• Required action: From the data below, please reproduce exactly everything from the line that contains "root on target." down to the line that contains "if let Some(world)", with both ends included.

• Entries shown:
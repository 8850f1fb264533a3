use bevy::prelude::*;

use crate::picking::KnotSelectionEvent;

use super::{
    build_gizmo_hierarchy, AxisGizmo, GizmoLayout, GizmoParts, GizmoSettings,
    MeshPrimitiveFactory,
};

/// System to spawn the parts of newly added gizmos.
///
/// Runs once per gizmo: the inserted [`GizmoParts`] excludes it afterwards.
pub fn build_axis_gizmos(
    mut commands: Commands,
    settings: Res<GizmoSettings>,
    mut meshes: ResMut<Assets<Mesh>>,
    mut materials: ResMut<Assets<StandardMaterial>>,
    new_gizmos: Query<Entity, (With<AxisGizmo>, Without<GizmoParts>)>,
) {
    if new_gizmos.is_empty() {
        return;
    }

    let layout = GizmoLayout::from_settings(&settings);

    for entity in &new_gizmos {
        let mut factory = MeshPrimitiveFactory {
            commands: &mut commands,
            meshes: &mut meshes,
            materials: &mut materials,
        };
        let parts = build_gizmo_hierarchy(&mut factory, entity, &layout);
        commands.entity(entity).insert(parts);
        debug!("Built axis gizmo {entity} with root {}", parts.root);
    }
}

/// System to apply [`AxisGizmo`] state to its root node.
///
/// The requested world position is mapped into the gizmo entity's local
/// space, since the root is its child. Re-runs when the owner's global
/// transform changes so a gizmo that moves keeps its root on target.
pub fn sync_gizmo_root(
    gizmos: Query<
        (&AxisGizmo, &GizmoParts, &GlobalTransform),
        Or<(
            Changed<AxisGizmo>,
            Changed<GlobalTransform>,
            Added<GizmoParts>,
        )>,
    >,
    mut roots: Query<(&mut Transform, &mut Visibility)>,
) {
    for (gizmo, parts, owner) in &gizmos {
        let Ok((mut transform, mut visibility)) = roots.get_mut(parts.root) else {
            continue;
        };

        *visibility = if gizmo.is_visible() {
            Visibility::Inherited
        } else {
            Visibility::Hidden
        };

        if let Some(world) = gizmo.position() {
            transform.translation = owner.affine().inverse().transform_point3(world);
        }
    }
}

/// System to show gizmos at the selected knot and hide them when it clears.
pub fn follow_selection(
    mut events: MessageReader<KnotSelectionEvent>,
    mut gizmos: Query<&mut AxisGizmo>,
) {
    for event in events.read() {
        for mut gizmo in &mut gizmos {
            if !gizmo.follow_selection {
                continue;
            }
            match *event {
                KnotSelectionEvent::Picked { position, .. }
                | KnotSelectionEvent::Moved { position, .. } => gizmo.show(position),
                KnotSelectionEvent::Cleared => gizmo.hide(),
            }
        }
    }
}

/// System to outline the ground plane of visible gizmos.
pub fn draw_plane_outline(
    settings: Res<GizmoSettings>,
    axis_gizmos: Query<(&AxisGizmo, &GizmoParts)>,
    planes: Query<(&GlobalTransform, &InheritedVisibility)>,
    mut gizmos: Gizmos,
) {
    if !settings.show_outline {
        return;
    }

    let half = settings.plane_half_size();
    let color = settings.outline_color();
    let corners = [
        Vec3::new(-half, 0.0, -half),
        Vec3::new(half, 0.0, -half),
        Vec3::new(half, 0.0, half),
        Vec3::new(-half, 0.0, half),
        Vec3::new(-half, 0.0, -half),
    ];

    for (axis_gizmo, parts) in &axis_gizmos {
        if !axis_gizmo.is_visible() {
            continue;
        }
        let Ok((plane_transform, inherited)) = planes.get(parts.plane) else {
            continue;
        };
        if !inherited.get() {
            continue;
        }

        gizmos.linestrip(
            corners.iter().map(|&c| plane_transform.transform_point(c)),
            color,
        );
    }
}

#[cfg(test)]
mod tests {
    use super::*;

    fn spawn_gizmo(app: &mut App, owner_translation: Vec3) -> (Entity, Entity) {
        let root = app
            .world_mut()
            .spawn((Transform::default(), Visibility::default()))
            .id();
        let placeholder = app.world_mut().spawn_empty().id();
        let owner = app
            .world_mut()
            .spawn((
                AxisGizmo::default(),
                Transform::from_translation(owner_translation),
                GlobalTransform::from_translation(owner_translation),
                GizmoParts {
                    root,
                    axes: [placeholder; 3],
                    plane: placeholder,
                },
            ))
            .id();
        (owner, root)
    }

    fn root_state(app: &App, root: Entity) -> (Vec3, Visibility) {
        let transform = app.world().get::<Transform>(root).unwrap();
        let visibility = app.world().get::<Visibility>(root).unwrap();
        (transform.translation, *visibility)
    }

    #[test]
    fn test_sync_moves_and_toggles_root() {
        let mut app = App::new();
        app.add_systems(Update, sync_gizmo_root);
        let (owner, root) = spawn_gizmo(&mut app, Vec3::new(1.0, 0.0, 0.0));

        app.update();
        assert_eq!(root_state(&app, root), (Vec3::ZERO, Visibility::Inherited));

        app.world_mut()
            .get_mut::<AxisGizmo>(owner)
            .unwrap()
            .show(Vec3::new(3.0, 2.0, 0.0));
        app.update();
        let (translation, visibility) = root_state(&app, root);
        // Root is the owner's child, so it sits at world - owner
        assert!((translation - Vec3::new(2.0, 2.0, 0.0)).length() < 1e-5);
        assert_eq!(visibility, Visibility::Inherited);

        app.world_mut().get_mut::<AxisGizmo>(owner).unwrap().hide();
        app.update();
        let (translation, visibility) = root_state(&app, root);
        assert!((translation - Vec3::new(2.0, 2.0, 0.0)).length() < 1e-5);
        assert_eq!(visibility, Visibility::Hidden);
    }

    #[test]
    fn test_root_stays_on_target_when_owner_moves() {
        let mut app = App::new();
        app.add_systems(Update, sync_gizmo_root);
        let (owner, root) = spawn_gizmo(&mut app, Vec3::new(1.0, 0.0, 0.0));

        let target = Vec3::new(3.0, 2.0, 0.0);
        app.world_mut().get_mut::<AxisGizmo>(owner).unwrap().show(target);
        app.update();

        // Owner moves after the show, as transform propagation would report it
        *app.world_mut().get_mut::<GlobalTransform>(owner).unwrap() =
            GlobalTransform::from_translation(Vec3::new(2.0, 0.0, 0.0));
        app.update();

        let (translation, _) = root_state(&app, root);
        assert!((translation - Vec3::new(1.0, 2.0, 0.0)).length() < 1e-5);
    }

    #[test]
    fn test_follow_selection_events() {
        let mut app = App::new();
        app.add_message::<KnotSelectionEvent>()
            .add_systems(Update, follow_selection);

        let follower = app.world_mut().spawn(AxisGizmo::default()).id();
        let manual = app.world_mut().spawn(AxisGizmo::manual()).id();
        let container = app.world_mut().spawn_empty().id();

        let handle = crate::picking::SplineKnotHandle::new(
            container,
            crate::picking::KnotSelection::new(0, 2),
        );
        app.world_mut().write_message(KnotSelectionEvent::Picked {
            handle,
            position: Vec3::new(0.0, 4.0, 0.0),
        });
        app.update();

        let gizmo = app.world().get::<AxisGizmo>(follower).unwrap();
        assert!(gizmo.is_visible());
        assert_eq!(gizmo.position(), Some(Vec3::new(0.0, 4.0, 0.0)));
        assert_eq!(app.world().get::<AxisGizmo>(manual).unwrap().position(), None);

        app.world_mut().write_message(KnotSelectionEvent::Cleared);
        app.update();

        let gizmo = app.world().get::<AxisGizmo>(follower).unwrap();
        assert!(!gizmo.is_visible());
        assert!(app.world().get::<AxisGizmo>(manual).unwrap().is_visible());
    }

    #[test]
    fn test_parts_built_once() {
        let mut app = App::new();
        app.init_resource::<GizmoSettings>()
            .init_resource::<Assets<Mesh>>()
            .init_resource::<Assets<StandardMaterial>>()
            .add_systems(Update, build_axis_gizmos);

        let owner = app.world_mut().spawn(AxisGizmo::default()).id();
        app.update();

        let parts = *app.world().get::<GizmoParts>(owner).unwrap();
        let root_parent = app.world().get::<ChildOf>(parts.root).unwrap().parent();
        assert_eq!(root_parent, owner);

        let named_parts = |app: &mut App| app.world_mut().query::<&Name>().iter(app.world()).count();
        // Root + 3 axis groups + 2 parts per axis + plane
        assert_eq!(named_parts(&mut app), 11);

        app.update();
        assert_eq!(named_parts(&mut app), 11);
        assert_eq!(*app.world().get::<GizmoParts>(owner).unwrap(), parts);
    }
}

• Task result:
/// transform changes so a gizmo that moves keeps its root on target.
pub fn sync_gizmo_root(
    gizmos: Query<
        (&AxisGizmo, &GizmoParts, &GlobalTransform),
        Or<(
            Changed<AxisGizmo>,
            Changed<GlobalTransform>,
            Added<GizmoParts>,
        )>,
    >,
    mut roots: Query<(&mut Transform, &mut Visibility)>,
) {
    for (gizmo, parts, owner) in &gizmos {
        let Ok((mut transform, mut visibility)) = roots.get_mut(parts.root) else {
            continue;
        };

        *visibility = if gizmo.is_visible() {
            Visibility::Inherited
        } else {
            Visibility::Hidden
        };

        if let Some(world) = gizmo.position() {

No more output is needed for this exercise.